Direct Identification of the Carbon Skeleton of Organic Compounds using Double Quantum Coherence 13 C‐NMR Spectroscopy. The INADEQUATE Pulse Sequence

NMR spectroscopy plays an important part in the determination of the structures of organic compounds. The parameters of importance here are the chemical shifts of the 1 H and 13 C nuclei and the spin‐spin interactions both between 1 H nuclei and between 1 H and 13 C nuclei. Couplings between 13 C nuclei were almost completely neglected until a few years ago, since they were extremely difficult to observe because of the low natural abundance of 13 C. However, it is these couplings which afford information directly on the carbon‐carbon connectivities in the molecule.
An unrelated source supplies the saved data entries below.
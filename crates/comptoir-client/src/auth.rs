// Login against the backend token endpoint

use serde::{Deserialize, Serialize};

use crate::client::{ApiClient, ApiError};

const TOKEN_PATH: &str = "/api/token/";

#[derive(Serialize)]
struct LoginRequest<'a> {
    username: &'a str,
    password: &'a str,
}

/// Token pair returned by the backend on successful login.
#[derive(Debug, Deserialize)]
pub struct TokenPairResponse {
    pub access: String,
    /// Present in the response but unused — there is no refresh flow
    #[serde(default)]
    pub refresh: Option<String>,
}

/// Exchange credentials for a token pair and store the access token.
pub async fn login(client: &ApiClient, username: &str, password: &str) -> Result<(), ApiError> {
    let pair: TokenPairResponse = client
        .post(TOKEN_PATH, &LoginRequest { username, password })
        .await?;
    client.session().set_token(&pair.access);
    tracing::info!("logged in as {username}");
    Ok(())
}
It is now possible to use a special NMR pulse sequence to make these couplings more readily visible: the result of using this sequence is a 13 C‐NMR spectrum from which the carbon skeleton concerned can be directly read off. Two‐dimensional spectra in particular are very easy to evaluate. The pulse sequence involved, which bears the somewhat puzzling name INADEQUATE, produces double‐quantum coherences from which the NMR signals of the coupled carbon nuclei can be obtained. In this article the principle of double‐quantum coherence is described and a number of examples for the application of the INADEQUATE pulse sequences to problems in synthetic organic chemistry, biosynthesis and natural products chemistry are presented; in addition, the possibility of applying the INADEQUATE method to other nuclei is considered.